Following his release from incarceration, Doe was convicted of subsequent sex crimes involving two different minors. In the first case, Doe was convicted of two counts of rape and abuse of a child, and three counts of indecent assault and battery; the crimes occurred in 2005 and the victim was a fourteen year old girl whom Doe met when the child began babysitting for Doe's family. In the second case, Doe was convicted of repeatedly raping another fourteen year old, a girl whom he encountered at a house party, in 2007. As a result, in 2008, SORB reclassified Doe as a level three sex offender, see G. L. c. 6, § 178K (2) (c ) ; Doe requested a hearing to challenge the reclassification.

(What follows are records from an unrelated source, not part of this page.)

//! Infrastructure implementation of the `SettingsStore` port.

use std::path::PathBuf;

use anyhow::{Context, Result};

use crate::application::ports::SettingsStore;
use crate::domain::settings::Settings;

/// Environment variable overriding the settings file location.
pub const SETTINGS_ENV: &str = "PICLAW_SETTINGS";

/// Production implementation of `SettingsStore` that reads a YAML file.
///
/// Resolution order: explicit path (`--settings`), `PICLAW_SETTINGS`,
/// `<config dir>/piclaw/settings.yaml`. A missing file means defaults.
#[derive(Debug, Default)]
pub struct YamlSettingsStore {
    explicit: Option<PathBuf>,
}

impl YamlSettingsStore {
    #[must_use]
    pub fn new(explicit: Option<PathBuf>) -> Self {
        Self { explicit }
    }
}

impl SettingsStore for YamlSettingsStore {
    fn load(&self) -> Result<Settings> {
        let path = self.path()?;
        let settings = match std::fs::read_to_string(&path) {
            Ok(content) => serde_yaml::from_str::<Settings>(&content)
                .with_context(|| format!("cannot parse {}", path.display()))?,
            Err(e) if e.kind() == std::io::ErrorKind::NotFound => {
                tracing::debug!(path = %path.display(), "no settings file, using defaults");
                Settings::default()
            }
            Err(e) => {
                return Err(e).with_context(|| format!("cannot read {}", path.display()));
            }
        };
        settings
            .validate()
            .with_context(|| format!("invalid settings in {}", path.display()))?;
        Ok(settings)
    }

    fn path(&self) -> Result<PathBuf> {
        if let Some(path) = &self.explicit {
            return Ok(path.clone());
        }
        if let Ok(val) = std::env::var(SETTINGS_ENV) {
            return Ok(PathBuf::from(val));
        }
        let base =
            dirs::config_dir().ok_or_else(|| anyhow::anyhow!("cannot determine config directory"))?;
        Ok(base.join("piclaw").join("settings.yaml"))
    }
}
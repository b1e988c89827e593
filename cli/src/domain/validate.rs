//! Pure answer validation: no I/O, no async.
//!
//! Interview answers end up inside JSON keys, unit files and shell commands,
//! so identifiers are checked against strict patterns before they are kept.

use regex::Regex;
use std::sync::LazyLock;

/// Discord snowflake: 15–21 decimal digits.
pub static SNOWFLAKE_RE: LazyLock<Regex> = LazyLock::new(|| {
    // Safety: this is a compile-time constant pattern, cannot fail.
    #[allow(clippy::expect_used)]
    Regex::new(r"^[0-9]{15,21}$").expect("valid regex")
});

/// Ollama model reference, e.g. `llama3.2:3b` or `library/qwen2.5:1.5b`.
pub static MODEL_NAME_RE: LazyLock<Regex> = LazyLock::new(|| {
    #[allow(clippy::expect_used)]
    Regex::new(r"^[a-z0-9][a-z0-9._/-]{0,127}(:[A-Za-z0-9._-]{1,64})?$").expect("valid regex")
});

/// Whether `id` looks like a Discord guild or user id.
#[must_use]
pub fn is_valid_snowflake(id: &str) -> bool {
    SNOWFLAKE_RE.is_match(id)
}

/// Whether `name` is a safe Ollama model reference.
#[must_use]
pub fn is_valid_model_name(name: &str) -> bool {
    MODEL_NAME_RE.is_match(name)
}
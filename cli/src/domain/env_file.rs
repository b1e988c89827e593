//! Environment-secrets artifact: `KEY=VALUE` lines keyed by variable name.
//!
//! The file is rewritten on every run from the merge of what is already on
//! disk and what the interview captured. Empty values never survive a merge,
//! so no `KEY=` line can ever be written.

use chrono::{DateTime, SecondsFormat, Utc};

use crate::domain::profile::{CloudProvider, ConfigurationProfile};

pub const DISCORD_TOKEN_KEY: &str = "DISCORD_BOT_TOKEN";
pub const SEARCH_KEY: &str = "BRAVE_API_KEY";

/// Order in which known keys are emitted. Unknown keys follow in file order.
pub const CANONICAL_KEYS: &[&str] = &[
    "ANTHROPIC_API_KEY",
    "OPENAI_API_KEY",
    "OPENROUTER_API_KEY",
    "GEMINI_API_KEY",
    DISCORD_TOKEN_KEY,
    SEARCH_KEY,
];

/// One `KEY=VALUE` pair. `value` is never empty.
#[derive(Debug, Clone, PartialEq, Eq)]
pub struct EnvEntry {
    pub key: String,
    pub value: String,
}

/// Parse existing file content. Comments, blank lines, malformed lines and
/// empty values are dropped; a later duplicate key wins.
#[must_use]
pub fn parse(content: &str) -> Vec<EnvEntry> {
    let mut entries: Vec<EnvEntry> = Vec::new();
    for line in content.lines() {
        let trimmed = line.trim();
        if trimmed.is_empty() || trimmed.starts_with('#') {
            continue;
        }
        let Some((key, value)) = trimmed.split_once('=') else {
            continue;
        };
        let key = key.trim();
        let value = value.trim();
        if key.is_empty() || value.is_empty() {
            continue;
        }
        upsert(&mut entries, key, value);
    }
    entries
}

/// Secrets captured this run, as entries.
#[must_use]
pub fn captured(profile: &ConfigurationProfile) -> Vec<EnvEntry> {
    let mut out = Vec::new();
    if let Some(cred) = &profile.provider {
        out.push(entry(cred.provider.env_key(), cred.api_key.expose()));
    }
    if let Some(discord) = &profile.discord {
        out.push(entry(DISCORD_TOKEN_KEY, discord.token.expose()));
    }
    if let Some(key) = &profile.search_api_key {
        out.push(entry(SEARCH_KEY, key.expose()));
    }
    out
}

/// Merge fresh values over existing ones and order the result.
///
/// Fresh values replace existing values for the same key; keys only present
/// on disk are kept so secrets captured by an earlier run are not lost.
#[must_use]
pub fn merge(existing: &[EnvEntry], fresh: &[EnvEntry]) -> Vec<EnvEntry> {
    let mut merged: Vec<EnvEntry> = Vec::new();
    for e in existing.iter().chain(fresh) {
        if !e.value.is_empty() {
            upsert(&mut merged, &e.key, &e.value);
        }
    }

    let mut ordered: Vec<EnvEntry> = CANONICAL_KEYS
        .iter()
        .filter_map(|k| merged.iter().find(|e| e.key == *k).cloned())
        .collect();
    ordered.extend(
        merged
            .into_iter()
            .filter(|e| !CANONICAL_KEYS.contains(&e.key.as_str())),
    );
    ordered
}

/// Render the file with its generation header.
#[must_use]
pub fn render(entries: &[EnvEntry], generated_at: DateTime<Utc>) -> String {
    let mut out = format!(
        "# Generated by piclaw on {}\n# Secrets for the agent service. Keep this file private.\n",
        generated_at.to_rfc3339_opts(SecondsFormat::Secs, true)
    );
    for e in entries.iter().filter(|e| !e.value.is_empty()) {
        out.push_str(&e.key);
        out.push('=');
        out.push_str(&e.value);
        out.push('\n');
    }
    out
}

/// Cloud providers with a key present, in precedence order.
#[must_use]
pub fn configured_providers(entries: &[EnvEntry]) -> Vec<CloudProvider> {
    CloudProvider::PRECEDENCE
        .into_iter()
        .filter(|p| entries.iter().any(|e| e.key == p.env_key()))
        .collect()
}

/// Whether `key` is present with a value.
#[must_use]
pub fn has_key(entries: &[EnvEntry], key: &str) -> bool {
    entries.iter().any(|e| e.key == key)
}

fn entry(key: &str, value: &str) -> EnvEntry {
    EnvEntry {
        key: key.to_string(),
        value: value.to_string(),
    }
}

fn upsert(entries: &mut Vec<EnvEntry>, key: &str, value: &str) {
    if let Some(existing) = entries.iter_mut().find(|e| e.key == key) {
        existing.value = value.to_string();
    } else {
        entries.push(entry(key, value));
    }
}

The charges related to the offenses at the house party were dismissed pursuant to the speedy trial rule after an appeal. See Mass. R. Crim. P. 36 (b) (1) (D), as amended, 422 Mass. 1503 (1996). The hearing examiner was nonetheless permitted to consider that conduct in reaching her decision here. See Doe, Sex Offender Registry Bd. No. 356011 v. Sex Offender Registry Bd., 88 Mass. App. Ct. 73, 79 (2015).
After a de novo hearing, at which both SORB and Doe introduced evidence, the hearing examiner classified Doe as a level three offender, finding by clear and convincing evidence that Doe "present[ed] a high risk to reoffend and [of] danger[ousness to the public], and the degree of dangerousness posed to the public is such that a substantial public safety interest is served by active dissemination of [Doe's] sex offender registry information." Doe sought judicial review of that decision in the Superior Court pursuant to G. L. c. 30A, § 14, and G. L. c. 6, § 178M. The parties filed cross motions for judgment on the pleadings; a judge ruled in favor of SORB and against Doe, and Doe now appeals from the judgment against him.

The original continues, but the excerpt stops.